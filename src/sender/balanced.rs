use super::client::{
    ClientError, HttpTransport, TransportRequest, TransportResponse, build_client, client_builder,
    send_with,
};
use crate::app::config::ClientConfig;
use async_trait::async_trait;
use parking_lot::Mutex;
use reqwest::Client;
use std::collections::HashMap;
use std::net::SocketAddr;
use std::sync::atomic::{AtomicUsize, Ordering};
use std::time::{Duration, Instant};
use tokio::net::lookup_host;
use tracing::{debug, warn};
use url::{Host, Url};

struct Backends {
    clients: Vec<Client>,
    resolved_at: Instant,
}

/// Strategy that spreads requests round-robin over every address a host resolves to.
///
/// Each address gets its own pinned client. Addresses are re-resolved every
/// `lb_refresh_interval`. IP literals are served by a single client.
pub struct BalancedTransport {
    timeout: Duration,
    config: ClientConfig,
    direct: Client,
    backends: Mutex<HashMap<String, Backends>>,
    next: AtomicUsize,
}

impl BalancedTransport {
    pub fn new(timeout: Duration, config: &ClientConfig) -> Result<Self, ClientError> {
        Ok(Self {
            timeout,
            config: config.clone(),
            direct: build_client(client_builder(timeout, config))?,
            backends: Mutex::new(HashMap::new()),
            next: AtomicUsize::new(0),
        })
    }

    async fn pick(&self, raw_url: &str) -> Result<Client, ClientError> {
        let url = Url::parse(raw_url)
            .map_err(|e| ClientError::InvalidConfiguration(format!("Invalid URL {raw_url}: {e}")))?;
        let (Some(Host::Domain(domain)), Some(port)) = (url.host(), url.port_or_known_default())
        else {
            return Ok(self.direct.clone());
        };
        let key = format!("{domain}:{port}");

        if let Some(client) = self.cached(&key, false) {
            return Ok(client);
        }

        match self.resolve(domain, port).await {
            Ok(clients) => {
                let client = self.round_robin(&clients);
                self.backends.lock().insert(
                    key,
                    Backends {
                        clients,
                        resolved_at: Instant::now(),
                    },
                );
                Ok(client)
            }
            Err(err) => match self.cached(&key, true) {
                Some(client) => {
                    warn!(host = %key, error = %err, "Re-resolution failed, keeping previous backends");
                    Ok(client)
                }
                None => Err(err),
            },
        }
    }

    fn cached(&self, key: &str, allow_stale: bool) -> Option<Client> {
        let backends = self.backends.lock();
        let entry = backends.get(key)?;
        if !allow_stale && entry.resolved_at.elapsed() >= self.config.lb_refresh_interval {
            return None;
        }
        Some(self.round_robin(&entry.clients))
    }

    fn round_robin(&self, clients: &[Client]) -> Client {
        let index = self.next.fetch_add(1, Ordering::Relaxed) % clients.len();
        clients[index].clone()
    }

    async fn resolve(&self, domain: &str, port: u16) -> Result<Vec<Client>, ClientError> {
        let resolve_failed = |message: String| ClientError::ResolveFailed {
            host: domain.to_string(),
            message,
        };

        let mut addrs: Vec<SocketAddr> = lookup_host((domain, port))
            .await
            .map_err(|e| resolve_failed(e.to_string()))?
            .collect();
        addrs.sort();
        addrs.dedup();
        if addrs.is_empty() {
            return Err(resolve_failed("no addresses".to_string()));
        }
        debug!(host = domain, backends = addrs.len(), "Resolved transformer backends");

        addrs
            .into_iter()
            .map(|addr| build_client(client_builder(self.timeout, &self.config).resolve(domain, addr)))
            .collect()
    }

    #[cfg(test)]
    fn backend_count(&self, key: &str) -> usize {
        self.backends
            .lock()
            .get(key)
            .map(|entry| entry.clients.len())
            .unwrap_or(0)
    }
}

#[async_trait]
impl HttpTransport for BalancedTransport {
    async fn execute(&self, request: TransportRequest) -> Result<TransportResponse, ClientError> {
        let client = self.pick(&request.url).await?;
        send_with(&client, request).await
    }

    fn name(&self) -> &'static str {
        "httplb"
    }
}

▸ **ABOUT THIS EXERCISE**: All lines above holding the word "return" make up the answer; copy each one.

▸ **TASK RESPONSE**:
            return Ok(self.direct.clone());
            return Ok(client);
            return None;
            return Err(resolve_failed("no addresses".to_string()));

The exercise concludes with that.